Fig. 3 sets forth a flow chart illustrating various steps of using a trained biomarker expression estimation engine to estimate expression of one or more biomarkers in an unstained test biological sample according to one embodiment of the present disclosure.

Fig. 4A illustrates a process of obtaining a plurality of training tissue samples, e.g.,

training samples

1, 2, 3, 4,5, and 6 for differential preparation (e.g., for differential fixation and/or differential unmasking) from two different training biological samples, according to one embodiment of the present disclosure. In some embodiments,

training tissue samples

1, 2, and 3 belong to a first set of training tissue samples from which a first training spectral data set may be acquired; while training

tissue samples

4,5 and 6 belong to a second set of training tissue samples from which a second training data set may be acquired.

Fig. 4B illustrates differential preparation of a plurality of training tissue samples obtained from two different training biological samples, and further illustrates preparation of two different training spectral data sets, according to one embodiment of the present disclosure.

Fig. 5A illustrates preparation of a plurality of training tissue samples according to one embodiment of the present disclosure.

Fig. 5B illustrates preparation of a plurality of training tissue samples according to one embodiment of the present disclosure.

Fig. 5C illustrates the preparation of a plurality of training tissue samples according to one embodiment of the present disclosure.

Fig. 5D illustrates preparation of a plurality of training tissue samples according to one embodiment of the present disclosure.

Figure 5E illustrates the preparation of a plurality of training tissue samples according to one embodiment of the present disclosure.

FIG. 6 sets forth a flow chart illustrating steps for acquiring a vibration spectrum of a training biological sample according to one embodiment of the present disclosure.

Fig. 7 sets forth a flow chart illustrating various steps for collecting an average vibration spectrum of a test biological sample according to one embodiment of the present disclosure.

Fig. 8 sets forth a flow chart illustrating various steps for correcting, normalizing and averaging acquired spectra derived from biological samples, including test biological samples and training biological samples, according to one embodiment of the present disclosure.

FIGS. 9A, 9B and 9C set forth the quantitative analysis of IHC expression (percent positive) for BCL2 (FIG. 9A), ki-67 (FIG. 9B) and FOXP3 (FIG. 9C).

Fig. 9D shows a plot of IHC expression versus fixation time for all three biomarkers, where the mean expression is plotted on a normalized scale, so that the relative change in each biomarker versus fixation time can be observed. The bars represent the significance level (p <0.05) determined by the two-way rank sum test.

FIG. 10 provides an example of tonsil tissue labeled with antisera raised against Ki-67. Image analysis was performed only on tonsil tissue (circled portion in left panel). Connective tissue that sometimes shows a high background but is not present in other sections is excluded.

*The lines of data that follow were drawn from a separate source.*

//! Writes comparison and suite summaries as CSV files.
//!
//! - [`write_comparison_csv`]: one row per file, one column per compared metric.
//! - [`write_comparison_csvs`]: the above, for several comparisons.
//! - [`write_suite_summary_csv`]: one row per configuration of a single input file.

use crate::{
    comparison::{Comparison, Direction},
    suite::SuiteEntry,
};
use csv::Writer;
use serde::Serialize;
use std::{
    fs,
    path::{Path, PathBuf},
};

/// File name of the summary written for each input file of a suite.
pub const SUITE_SUMMARY_FILE_NAME: &str = "summary.csv";

/// Name of the CSV file a comparison is written to.
///
/// `_comparison_report_<baseline>_vs_<candidate>.csv`, sanitized for use as a file name.
pub fn comparison_file_name(comparison: &Comparison) -> String {
    sanitize_filename::sanitize(format!(
        "_comparison_report_{}_vs_{}.csv",
        comparison.baseline_label, comparison.candidate_label
    ))
}

/// Writes a comparison to `output_dir`, returning the path of the written file.
///
/// Columns:
///
/// - `File Name`
/// - `Original File Size`
/// - `Change in <Metric> (%)` for every metric in [`Comparison::metrics`], or
///   `Improvement in <Metric> (%)` with [`Direction::Improvement`]
///
/// Undefined values are left empty.
pub fn write_comparison_csv(
    comparison: &Comparison,
    output_dir: &Path,
    direction: Direction,
) -> std::io::Result<PathBuf> {
    fs::create_dir_all(output_dir)?;
    let path = output_dir.join(comparison_file_name(comparison));
    let mut wtr = Writer::from_path(&path)?;

    let metrics = comparison.metrics();
    let mut headers = vec!["File Name".to_string(), "Original File Size".to_string()];
    headers.extend(
        metrics
            .iter()
            .map(|m| format!("{} in {} (%)", direction.name(), m.name())),
    );
    wtr.write_record(&headers)?;

    for file in &comparison.files {
        let mut record = vec![file.file_name.clone(), format_optional(file.original_size)];
        record.extend(
            metrics
                .iter()
                .map(|m| format_optional(file.change(*m).and_then(|c| c.pct(direction)))),
        );
        wtr.write_record(&record)?;
    }

    wtr.flush()?;
    Ok(path)
}

/// Writes every comparison to `output_dir`, returning the written paths in order.
pub fn write_comparison_csvs(
    comparisons: &[Comparison],
    output_dir: &Path,
    direction: Direction,
) -> std::io::Result<Vec<PathBuf>> {
    comparisons
        .iter()
        .map(|comparison| write_comparison_csv(comparison, output_dir, direction))
        .collect()
}

#[derive(Serialize)]
struct SuiteRecord<'a> {
    #[serde(rename = "Configuration")]
    configuration: &'a str,
    #[serde(rename = "Compression Quality")]
    quality: Option<u32>,
    #[serde(rename = "Window Bits")]
    window_bits: Option<u32>,
    #[serde(rename = "Version")]
    version: Option<&'a str>,
    #[serde(rename = "Compressed File Size(B)")]
    compressed_size: f64,
    #[serde(rename = "Time Taken by Brotli(ms)")]
    brotli_time_ms: Option<f64>,
}

/// Writes the per-configuration results of one input file to
/// `<output_dir>/summary.csv`, returning the path of the written file.
pub fn write_suite_summary_csv(entries: &[SuiteEntry], output_dir: &Path) -> std::io::Result<PathBuf> {
    fs::create_dir_all(output_dir)?;
    let path = output_dir.join(SUITE_SUMMARY_FILE_NAME);
    let mut wtr = Writer::from_path(&path)?;

    for entry in entries {
        let params = entry.params.as_ref();
        wtr.serialize(SuiteRecord {
            configuration: &entry.label,
            quality: params.map(|p| p.quality),
            window_bits: params.map(|p| p.window_bits),
            version: params.and_then(|p| p.version.as_deref()),
            compressed_size: entry.compressed_size,
            brotli_time_ms: entry.brotli_time_ms,
        })?;
    }

    wtr.flush()?;
    Ok(path)
}

fn format_optional(value: Option<f64>) -> String {
    value.map(|v| v.to_string()).unwrap_or_default()
}

#[cfg(test)]
mod tests {
    use super::*;
    use crate::comparison::{compare, ComparisonOrder};
    use crate::report::{params::ReportParams, FileSummary, Report};
    use tempfile::TempDir;

    fn sized_report(label: &str, sizes: &[(&str, u64)]) -> Report {
        let mut report = Report::new(label, None);
        for (name, size) in sizes {
            report.insert(FileSummary::from_compressed_size(*name, *size));
        }
        report
    }

    #[test]
    fn writes_comparison_rows() -> anyhow::Result<()> {
        let tmp = TempDir::new()?;
        let baseline = sized_report("c6_w16", &[("a.br", 200), ("b.br", 0)]);
        let candidate = sized_report("c6_w24", &[("a.br", 150), ("b.br", 10)]);
        let comparison = compare(&baseline, &candidate, ComparisonOrder::Name)?;

        let path = write_comparison_csv(&comparison, tmp.path(), Direction::Change)?;
        assert_eq!(
            path.file_name().and_then(|n| n.to_str()),
            Some("_comparison_report_c6_w16_vs_c6_w24.csv")
        );
        assert_eq!(
            fs::read_to_string(&path)?,
            "File Name,Original File Size,Change in Compression Size (%)\n\
             a.br,,-25\n\
             b.br,,\n"
        );
        Ok(())
    }

    #[test]
    fn writes_improvement_columns() -> anyhow::Result<()> {
        let tmp = TempDir::new()?;
        let baseline = sized_report("c6_w16", &[("a.br", 200), ("b.br", 100)]);
        let candidate = sized_report("c6_w24", &[("a.br", 150), ("b.br", 110)]);
        let comparison = compare(&baseline, &candidate, ComparisonOrder::Name)?;

        let path = write_comparison_csv(&comparison, tmp.path(), Direction::Improvement)?;
        assert_eq!(
            fs::read_to_string(&path)?,
            "File Name,Original File Size,Improvement in Compression Size (%)\n\
             a.br,,25\n\
             b.br,,-10\n"
        );
        Ok(())
    }

    #[test]
    fn comparison_file_name_is_sanitized() -> anyhow::Result<()> {
        let baseline = sized_report("runs/base", &[("a.br", 1)]);
        let candidate = sized_report("cand", &[("a.br", 1)]);
        let comparison = compare(&baseline, &candidate, ComparisonOrder::Name)?;
        assert!(!comparison_file_name(&comparison).contains('/'));
        Ok(())
    }

    #[test]
    fn writes_suite_summary() -> anyhow::Result<()> {
        let tmp = TempDir::new()?;
        let entries = vec![
            SuiteEntry {
                label: "c6_w16".into(),
                params: ReportParams::parse_tokens("c6_w16"),
                compressed_size: 1000.0,
                brotli_time_ms: Some(12.5),
            },
            SuiteEntry {
                label: "c9_w24_v110".into(),
                params: ReportParams::parse_tokens("c9_w24_v110"),
                compressed_size: 900.0,
                brotli_time_ms: None,
            },
        ];

        let path = write_suite_summary_csv(&entries, &tmp.path().join("a.txt"))?;
        assert_eq!(path, tmp.path().join("a.txt").join(SUITE_SUMMARY_FILE_NAME));
        assert_eq!(
            fs::read_to_string(&path)?,
            "Configuration,Compression Quality,Window Bits,Version,Compressed File Size(B),Time Taken by Brotli(ms)\n\
             c6_w16,6,16,,1000.0,12.5\n\
             c9_w24_v110,9,24,110,900.0,\n"
        );
        Ok(())
    }
}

Fig. 11 provides a visualization image of an example tissue slice having a plurality of identified regions. The figure further provides an example of collected, averaged, processed, and normalized vibration spectra from the indicated region in the visualization image.

FIG. 12A provides mid-IR absorption spectra, particularly illustrating the protein bands within the collected mid-IR spectra.

Fig. 12B lists the first derivative of the amide I band and the peak location of the FWHM of this band, indicating that unrepaired tissue has a significantly different spectrum than other repaired tissues.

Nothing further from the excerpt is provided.